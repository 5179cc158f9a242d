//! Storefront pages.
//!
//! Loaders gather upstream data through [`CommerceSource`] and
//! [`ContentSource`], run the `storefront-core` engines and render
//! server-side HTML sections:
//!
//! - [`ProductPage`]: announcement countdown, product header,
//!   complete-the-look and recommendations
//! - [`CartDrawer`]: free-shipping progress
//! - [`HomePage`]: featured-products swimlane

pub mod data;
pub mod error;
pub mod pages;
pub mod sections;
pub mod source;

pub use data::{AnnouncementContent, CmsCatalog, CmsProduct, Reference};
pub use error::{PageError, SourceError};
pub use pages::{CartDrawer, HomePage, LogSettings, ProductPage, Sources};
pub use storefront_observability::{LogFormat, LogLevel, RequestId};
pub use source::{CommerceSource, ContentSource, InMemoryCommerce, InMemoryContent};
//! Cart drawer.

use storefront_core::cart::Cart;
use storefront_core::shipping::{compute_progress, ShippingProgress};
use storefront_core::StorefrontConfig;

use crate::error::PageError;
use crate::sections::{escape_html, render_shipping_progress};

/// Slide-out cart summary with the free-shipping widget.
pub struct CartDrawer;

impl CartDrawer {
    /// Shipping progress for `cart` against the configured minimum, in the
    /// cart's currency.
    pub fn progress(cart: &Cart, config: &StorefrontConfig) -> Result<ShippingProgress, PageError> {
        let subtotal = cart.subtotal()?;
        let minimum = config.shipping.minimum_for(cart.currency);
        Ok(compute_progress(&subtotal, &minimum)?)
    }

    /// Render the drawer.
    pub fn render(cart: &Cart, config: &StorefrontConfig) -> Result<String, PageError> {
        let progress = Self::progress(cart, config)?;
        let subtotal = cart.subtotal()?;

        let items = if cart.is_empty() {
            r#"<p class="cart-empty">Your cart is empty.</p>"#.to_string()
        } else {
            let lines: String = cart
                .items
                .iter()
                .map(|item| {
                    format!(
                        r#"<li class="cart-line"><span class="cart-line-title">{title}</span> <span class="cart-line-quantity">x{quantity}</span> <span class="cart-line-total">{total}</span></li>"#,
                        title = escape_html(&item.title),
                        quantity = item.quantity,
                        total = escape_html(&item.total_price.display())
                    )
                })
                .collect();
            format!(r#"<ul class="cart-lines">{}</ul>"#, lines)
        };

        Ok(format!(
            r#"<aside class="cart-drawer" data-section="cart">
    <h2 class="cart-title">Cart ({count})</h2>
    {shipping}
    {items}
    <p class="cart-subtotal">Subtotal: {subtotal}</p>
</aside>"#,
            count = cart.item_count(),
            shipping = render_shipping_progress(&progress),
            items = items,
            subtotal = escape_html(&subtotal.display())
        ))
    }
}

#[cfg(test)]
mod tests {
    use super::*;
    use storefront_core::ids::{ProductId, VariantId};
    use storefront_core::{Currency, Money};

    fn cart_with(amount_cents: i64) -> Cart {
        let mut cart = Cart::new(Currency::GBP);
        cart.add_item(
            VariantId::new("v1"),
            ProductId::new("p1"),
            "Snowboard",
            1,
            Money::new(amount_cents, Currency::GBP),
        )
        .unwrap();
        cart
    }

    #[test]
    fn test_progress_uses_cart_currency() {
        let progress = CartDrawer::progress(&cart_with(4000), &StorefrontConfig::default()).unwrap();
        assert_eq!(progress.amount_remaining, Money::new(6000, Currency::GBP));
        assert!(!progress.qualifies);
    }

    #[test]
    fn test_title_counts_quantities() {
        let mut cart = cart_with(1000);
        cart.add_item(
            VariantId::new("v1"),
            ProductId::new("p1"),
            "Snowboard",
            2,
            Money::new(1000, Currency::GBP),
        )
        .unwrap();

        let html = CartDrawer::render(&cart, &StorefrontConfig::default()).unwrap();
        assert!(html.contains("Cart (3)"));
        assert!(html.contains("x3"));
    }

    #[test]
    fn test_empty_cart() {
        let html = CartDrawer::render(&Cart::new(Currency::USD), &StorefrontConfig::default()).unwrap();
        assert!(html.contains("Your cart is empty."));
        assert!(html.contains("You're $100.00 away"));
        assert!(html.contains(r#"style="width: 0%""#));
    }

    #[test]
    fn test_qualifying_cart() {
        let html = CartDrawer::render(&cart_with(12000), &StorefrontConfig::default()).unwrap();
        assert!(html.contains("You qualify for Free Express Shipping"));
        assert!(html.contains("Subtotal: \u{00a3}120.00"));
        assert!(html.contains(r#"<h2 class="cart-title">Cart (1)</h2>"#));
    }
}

****

**EXERCISE GOAL**
Your task is to transcribe the line containing "qualify for Free" and every line after it, through the last line of the data, exactly as written and with nothing more.

**OUTPUT FOR THIS EXERCISE**
        assert!(html.contains("You qualify for Free Express Shipping"));
        assert!(html.contains("Subtotal: \u{00a3}120.00"));
        assert!(html.contains(r#"<h2 class="cart-title">Cart (1)</h2>"#));
    }
}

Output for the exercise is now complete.